Orthocaspases are proteolytically active prokaryotic caspase homologues: the case of Microcystis aeruginosa.

Abstract

Caspases are a family of cysteine-dependent proteases known to be involved in the process of programmed cell death in metazoans. Recently, cyanobacteria were also found to contain caspase-like proteins, but their existence has only been identified in silico up to now. Here, we present the first experimental characterisation of a prokaryotic caspase homologue. We have expressed the putative caspase-like gene MaOC1 from the toxic bloom-forming cyanobacterium Microcystis aeruginosa PCC 7806 in Escherichia coli. Kinetic characterisation showed that MaOC1 is an endopeptidase with a preference for arginine in the P1 position and a pH optimum of 7.5. MaOC1 exhibited high catalytic rates with the kcat /KM value for Z-RR-AMC substrate of the order 10(6) M(-1) s(-1).
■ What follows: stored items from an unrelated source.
//! Point ledger domain models.
//!
//! A user's ledger is an append-only sequence of signed point transactions.
//! Balance and level are derived on read and never stored.

use std::fmt;
use std::str::FromStr;

use chrono::{DateTime, Utc};
use serde::{Deserialize, Serialize};

use crate::constants::POINTS_PER_LEVEL;
use crate::errors::{Error, Result, ValidationError};

pub const POINT_SOURCE_CHECKIN: &str = "CHECKIN";
pub const POINT_SOURCE_QUIZ: &str = "QUIZ";
pub const POINT_SOURCE_AI_CONVERSATION: &str = "AI_CONVERSATION";
pub const POINT_SOURCE_ACHIEVEMENT: &str = "ACHIEVEMENT";
pub const POINT_SOURCE_MANUAL: &str = "MANUAL";
pub const POINT_SOURCE_OTHER: &str = "OTHER";

/// Origin of a point transaction.
#[derive(Debug, Clone, Copy, PartialEq, Eq, Serialize, Deserialize)]
#[serde(rename_all = "SCREAMING_SNAKE_CASE")]
pub enum PointSource {
    CheckIn,
    Quiz,
    AiConversation,
    Achievement,
    Manual,
    Other,
}

impl PointSource {
    pub fn as_str(&self) -> &'static str {
        match self {
            PointSource::CheckIn => POINT_SOURCE_CHECKIN,
            PointSource::Quiz => POINT_SOURCE_QUIZ,
            PointSource::AiConversation => POINT_SOURCE_AI_CONVERSATION,
            PointSource::Achievement => POINT_SOURCE_ACHIEVEMENT,
            PointSource::Manual => POINT_SOURCE_MANUAL,
            PointSource::Other => POINT_SOURCE_OTHER,
        }
    }
}

impl FromStr for PointSource {
    type Err = String;

    fn from_str(s: &str) -> std::result::Result<Self, Self::Err> {
        match s {
            POINT_SOURCE_CHECKIN => Ok(PointSource::CheckIn),
            POINT_SOURCE_QUIZ => Ok(PointSource::Quiz),
            POINT_SOURCE_AI_CONVERSATION => Ok(PointSource::AiConversation),
            POINT_SOURCE_ACHIEVEMENT => Ok(PointSource::Achievement),
            POINT_SOURCE_MANUAL => Ok(PointSource::Manual),
            POINT_SOURCE_OTHER => Ok(PointSource::Other),
            _ => Err(format!("unknown point source: {}", s)),
        }
    }
}

impl fmt::Display for PointSource {
    fn fmt(&self, f: &mut fmt::Formatter<'_>) -> fmt::Result {
        write!(f, "{}", self.as_str())
    }
}

/// One immutable row of a user's point ledger.
#[derive(Debug, Clone, PartialEq, Serialize, Deserialize)]
#[serde(rename_all = "camelCase")]
pub struct PointTransaction {
    pub id: String,
    pub user_id: String,
    pub amount: i64,
    pub reason: String,
    pub source: PointSource,
    /// Opaque key/value payload attached by the event source.
    pub metadata: Option<serde_json::Value>,
    pub created_at: DateTime<Utc>,
}

/// Input model for appending a ledger row.
#[derive(Debug, Clone, Serialize, Deserialize)]
#[serde(rename_all = "camelCase")]
pub struct NewPointTransaction {
    pub user_id: String,
    pub amount: i64,
    pub reason: String,
    pub source: PointSource,
    pub metadata: Option<serde_json::Value>,
}

impl NewPointTransaction {
    pub fn new(
        user_id: impl Into<String>,
        amount: i64,
        reason: impl Into<String>,
        source: PointSource,
    ) -> Self {
        NewPointTransaction {
            user_id: user_id.into(),
            amount,
            reason: reason.into(),
            source,
            metadata: None,
        }
    }

    pub fn with_metadata(mut self, metadata: serde_json::Value) -> Self {
        self.metadata = Some(metadata);
        self
    }

    /// Zero and negative amounts are permitted (corrections); the user and
    /// reason must be present.
    pub fn validate(&self) -> Result<()> {
        if self.user_id.trim().is_empty() {
            return Err(Error::Validation(ValidationError::MissingField(
                "userId".to_string(),
            )));
        }
        if self.reason.trim().is_empty() {
            return Err(Error::Validation(ValidationError::MissingField(
                "reason".to_string(),
            )));
        }
        Ok(())
    }
}

/// Level information derived from a balance.
#[derive(Debug, Clone, Copy, PartialEq, Eq, Serialize, Deserialize)]
#[serde(rename_all = "camelCase")]
pub struct LevelInfo {
    pub level: i64,
    pub points_to_next_level: i64,
}

/// Pure derivation of level from balance: `floor(balance / 100) + 1`.
/// Balances below zero (possible after corrections) clamp to level 1.
pub fn level_for_balance(balance: i64) -> LevelInfo {
    let effective = balance.max(0);
    let level = effective / POINTS_PER_LEVEL + 1;
    LevelInfo {
        level,
        points_to_next_level: level * POINTS_PER_LEVEL - effective,
    }
}

/// One page of a user's transaction history, newest first.
#[derive(Debug, Clone, Serialize, Deserialize)]
#[serde(rename_all = "camelCase")]
pub struct TransactionPage {
    pub data: Vec<PointTransaction>,
    pub meta: TransactionPageMeta,
}

#[derive(Debug, Clone, Serialize, Deserialize)]
#[serde(rename_all = "camelCase")]
pub struct TransactionPageMeta {
    pub total_row_count: i64,
}

/// Aggregated in-window points for one user, as read by the leaderboard.
#[derive(Debug, Clone, PartialEq, Serialize, Deserialize)]
#[serde(rename_all = "camelCase")]
pub struct UserPointsSum {
    pub user_id: String,
    pub total: i64,
    /// Timestamp of the user's earliest in-window transaction; used as the
    /// deterministic tie-break.
    pub first_earned_at: DateTime<Utc>,
}

#[cfg(test)]
mod tests {
    use super::*;

    #[test]
    fn fresh_user_is_level_one() {
        let info = level_for_balance(0);
        assert_eq!(info.level, 1);
        assert_eq!(info.points_to_next_level, 100);
    }

    #[test]
    fn balance_250_is_level_three_needing_50() {
        let info = level_for_balance(250);
        assert_eq!(info.level, 3);
        assert_eq!(info.points_to_next_level, 50);
    }

    #[test]
    fn level_boundary_is_inclusive() {
        assert_eq!(level_for_balance(99).level, 1);
        assert_eq!(level_for_balance(100).level, 2);
        assert_eq!(level_for_balance(100).points_to_next_level, 100);
    }

    #[test]
    fn negative_balance_clamps_to_level_one() {
        let info = level_for_balance(-50);
        assert_eq!(info.level, 1);
        assert_eq!(info.points_to_next_level, 100);
    }

    #[test]
    fn point_source_round_trips_storage_code() {
        for source in [
            PointSource::CheckIn,
            PointSource::Quiz,
            PointSource::AiConversation,
            PointSource::Achievement,
            PointSource::Manual,
            PointSource::Other,
        ] {
            assert_eq!(source.as_str().parse::<PointSource>(), Ok(source));
        }
    }

    #[test]
    fn blank_reason_is_rejected() {
        let tx = NewPointTransaction::new("u1", 10, "  ", PointSource::Manual);
        assert!(tx.validate().is_err());
    }
}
In contrast to plant or metazoan caspase-like proteins, whose activity is calcium-dependent or requires dimerisation for activation, MaOC1 was activated by autocatalytic processing after residue Arg219, which separated the catalytic domain and the remaining 55 kDa subunit. The Arg219Ala mutant was resistant to autoprocessing and exhibited no proteolytic activity, confirming that processing of MaOC1 is a prerequisite for its activity. Due to their structural and functional differences to other known caspase-like proteins, we suggest to name these evolutionary primitive proteins orthocaspases.